The Philips Stadion had fallen silent. Not the respectful hush that follows an anthem, but the hollow emptiness that lingers after an unexpected turn of events. Four-nil. Four goals that sliced through PSV’s defense as if it were nonexistent. Four moments that had shifted the narrative.

Demien walked the corridor beneath the stadium, his steps steady and unhurried. No smile—just determination. The echo of his shoes against the concrete matched the rhythm of his thoughts. He had witnessed this before, or something akin to it, in another time, another life.

Behind him, the players’ voices rose and fell like waves—D’Alessandro speaking rapid Spanish to Morientes, Giuly’s laughter cutting through the chatter, Xabi responding thoughtfully to questions no one else had yet considered. They had earned this moment, though none truly grasped the significance of their achievement.

They had altered the course of history.

At the corridor’s end, Adebayor’s distinctive voice rose above the rest, his laughter infectious. "Did you see their faces after the third goal? Like they’d seen a ghost!" He mimicked a shocked expression, eyes wide and mouth agape. Plašil chuckled, his usually reserved demeanor momentarily forgotten in the afterglow of victory.

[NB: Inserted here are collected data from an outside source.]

// SPDX-License-Identifier: MPL-2.0
//! Reading result screen: the revealed card, its guidance text, and the
//! follow-up actions.

use crate::app::Screen;
use crate::divination::card;
use crate::i18n::fluent::I18n;
use crate::ui::design_tokens::{palette, sizing, spacing, typography};
use crate::ui::styles;
use fluent_bundle::FluentArgs;
use iced::{
    alignment::Horizontal,
    widget::{button, Column, Container, Row, Text},
    Element, Length,
};

/// Messages emitted by the result screen.
#[derive(Debug, Clone)]
pub enum Message {
    Back,
    OpenChat,
    Redraw,
}

/// Events propagated to the parent application.
#[derive(Debug, Clone)]
pub enum Event {
    Navigate(Screen),
}

/// Process a result screen message.
pub fn update(message: Message) -> Event {
    match message {
        Message::Back => Event::Navigate(Screen::Home),
        Message::OpenChat => Event::Navigate(Screen::Chat),
        Message::Redraw => Event::Navigate(Screen::Draw),
    }
}

/// Contextual data needed to render the result screen.
pub struct ViewContext<'a> {
    pub i18n: &'a I18n,
}

/// Render the result screen.
pub fn view<'a>(ctx: ViewContext<'a>) -> Element<'a, Message> {
    let revealed = card::READING_CARD.card();
    let card_name = ctx.i18n.tr(revealed.name_key);

    let header = Row::new()
        .width(Length::Fill)
        .push(
            button(Text::new(ctx.i18n.tr("back-button")).size(typography::BODY))
                .on_press(Message::Back)
                .style(styles::button::ghost),
        )
        .push(iced::widget::Space::new().width(Length::Fill))
        .push(
            Text::new(ctx.i18n.tr("result-title"))
                .size(typography::TITLE_MD)
                .color(palette::WHITE),
        )
        .push(iced::widget::Space::new().width(Length::Fill));

    // The card face: number, star, names.
    let face = Container::new(
        Column::new()
            .align_x(Horizontal::Center)
            .spacing(spacing::SM)
            .push(
                Text::new(revealed.number)
                    .size(typography::BODY)
                    .color(palette::GOLD),
            )
            .push(Text::new("🌟").size(sizing::ICON_LG))
            .push(
                Text::new(card_name.clone())
                    .size(typography::TITLE_MD)
                    .color(palette::WHITE),
            )
            .push(
                Text::new(revealed.english_name)
                    .size(typography::BODY)
                    .color(palette::MUTED),
            ),
    )
    .width(Length::Fixed(sizing::CARD_LG_WIDTH))
    .height(Length::Fixed(sizing::CARD_LG_HEIGHT))
    .align_x(Horizontal::Center)
    .center_y(Length::Fixed(sizing::CARD_LG_HEIGHT))
    .style(styles::container::mystical_card);

    let mut args = FluentArgs::new();
    args.set("card", card_name);
    let guidance = Container::new(
        Column::new()
            .align_x(Horizontal::Center)
            .spacing(spacing::SM)
            .push(
                Text::new(ctx.i18n.tr_with("result-guidance-title", &args))
                    .size(typography::TITLE_SM)
                    .color(palette::GOLD),
            )
            .push(
                Text::new(ctx.i18n.tr(card::READING_DESCRIPTION_KEY))
                    .size(typography::BODY)
                    .color(palette::MUTED),
            ),
    )
    .padding(spacing::LG)
    .width(Length::Fixed(360.0))
    .style(styles::container::mystical_card);

    let actions = Row::new()
        .spacing(spacing::SM)
        .push(
            button(
                Text::new(ctx.i18n.tr("result-chat-button"))
                    .size(typography::BODY)
                    .align_x(Horizontal::Center),
            )
            .on_press(Message::OpenChat)
            .style(styles::button::gold)
            .width(Length::Fixed(220.0)),
        )
        .push(
            button(Text::new("↺").size(typography::TITLE_SM))
                .on_press(Message::Redraw)
                .style(styles::button::outline),
        );

    let content = Column::new()
        .align_x(Horizontal::Center)
        .spacing(spacing::LG)
        .padding(spacing::LG)
        .push(header)
        .push(face)
        .push(guidance)
        .push(actions);

    Container::new(content)
        .width(Length::Fill)
        .height(Length::Fill)
        .align_x(Horizontal::Center)
        .into()
}

#[cfg(test)]
mod tests {
    use super::*;

    #[test]
    fn actions_navigate_to_their_targets() {
        assert!(matches!(
            update(Message::Back),
            Event::Navigate(Screen::Home)
        ));
        assert!(matches!(
            update(Message::OpenChat),
            Event::Navigate(Screen::Chat)
        ));
        assert!(matches!(
            update(Message::Redraw),
            Event::Navigate(Screen::Draw)
        ));
    }

    #[test]
    fn result_view_renders() {
        let i18n = I18n::default();
        let _element = view(ViewContext { i18n: &i18n });
    }
}
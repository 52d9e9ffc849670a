// SPDX-License-Identifier: MPL-2.0
//! Centralized button styles.

use crate::ui::design_tokens::{
    opacity,
    palette::{self, BLACK, WHITE},
    radius, shadow,
};
use iced::widget::button;
use iced::{Background, Border, Color, Theme};

/// Gold call-to-action button (start a reading, draw the card).
pub fn gold(_theme: &Theme, status: button::Status) -> button::Style {
    let background = match status {
        button::Status::Hovered => Color {
            a: 0.9,
            ..palette::GOLD
        },
        button::Status::Pressed => palette::GOLD_DIM,
        _ => palette::GOLD,
    };
    button::Style {
        background: Some(Background::Color(background)),
        text_color: BLACK,
        border: Border {
            color: palette::GOLD_DIM,
            width: 1.0,
            radius: radius::LG.into(),
        },
        shadow: shadow::GLOW,
        snap: true,
    }
}

/// Translucent glass button on the dark background.
pub fn glass(_theme: &Theme, status: button::Status) -> button::Style {
    let alpha = match status {
        button::Status::Hovered => opacity::OVERLAY_MEDIUM,
        button::Status::Pressed => opacity::OVERLAY_STRONG,
        _ => opacity::GLASS,
    };
    button::Style {
        background: Some(Background::Color(Color {
            a: alpha,
            ..palette::DEEP_BLUE_LIGHT
        })),
        text_color: WHITE,
        border: Border {
            color: Color {
                a: opacity::OVERLAY_SUBTLE,
                ..WHITE
            },
            width: 1.0,
            radius: radius::LG.into(),
        },
        shadow: shadow::MD,
        snap: true,
    }
}

/// Borderless secondary action (back buttons, quick questions).
pub fn ghost(_theme: &Theme, status: button::Status) -> button::Style {
    let (background, text_color) = match status {
        button::Status::Hovered | button::Status::Pressed => (
            Some(Background::Color(Color {
                a: opacity::OVERLAY_SUBTLE,
                ..WHITE
            })),
            WHITE,
        ),
        _ => (None, palette::MUTED),
    };
    button::Style {
        background,
        text_color,
        border: Border {
            radius: radius::MD.into(),
            ..Border::default()
        },
        shadow: shadow::NONE,
        snap: true,
    }
}

/// Gold-outlined secondary action (view history, redraw).
pub fn outline(_theme: &Theme, status: button::Status) -> button::Style {
    let background = match status {
        button::Status::Hovered | button::Status::Pressed => Some(Background::Color(Color {
            a: 0.1,
            ..palette::GOLD
        })),
        _ => None,
    };
    button::Style {
        background,
        text_color: palette::GOLD,
        border: Border {
            color: Color {
                a: 0.3,
                ..palette::GOLD
            },
            width: 1.0,
            radius: radius::LG.into(),
        },
        shadow: shadow::NONE,
        snap: true,
    }
}

/// Disabled state (proceed button before the shuffle settles).
pub fn disabled() -> impl Fn(&Theme, button::Status) -> button::Style {
    move |_theme: &Theme, _status: button::Status| button::Style {
        background: Some(Background::Color(Color {
            a: opacity::OVERLAY_SUBTLE,
            ..palette::GRAY_400
        })),
        text_color: palette::GRAY_200,
        border: Border {
            color: palette::GRAY_400,
            width: 1.0,
            radius: radius::LG.into(),
        },
        shadow: shadow::NONE,
        snap: true,
    }
}

/// Active bottom-navigation destination.
pub fn nav_active(_theme: &Theme, _status: button::Status) -> button::Style {
    button::Style {
        background: Some(Background::Color(Color {
            a: opacity::GLOW_FAINT,
            ..palette::GOLD
        })),
        text_color: palette::GOLD,
        border: Border {
            radius: radius::XL.into(),
            ..Border::default()
        },
        shadow: shadow::GLOW,
        snap: true,
    }
}

/// Inactive bottom-navigation destination.
pub fn nav_inactive(_theme: &Theme, status: button::Status) -> button::Style {
    let text_color = match status {
        button::Status::Hovered => WHITE,
        _ => palette::MUTED,
    };
    button::Style {
        background: None,
        text_color,
        border: Border {
            radius: radius::XL.into(),
            ..Border::default()
        },
        shadow: shadow::NONE,
        snap: true,
    }
}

Rothen nudged Evra with his elbow. "That cross you made in the seventy-fourth minute? Pure silk." He mimed the movement, his arm swinging gracefully. "That’s going in the highlight reel."

Evra shrugged, but his smile betrayed his pride. "Just doing my job. Ask the coach—he’s the one who told me to attack that space."

Stone waited at the corner, phone pressed to his ear, his expression carefully composed. When he spotted Demien, he ended the call with a quick, "I’ll call back."

"The president sends his congratulations," Stone said, falling into step beside him. "Four goals. Away from home. In the Champions League." He let out a low whistle. "The papers are already calling it a statement."

Demien didn’t break stride. "It’s just one match."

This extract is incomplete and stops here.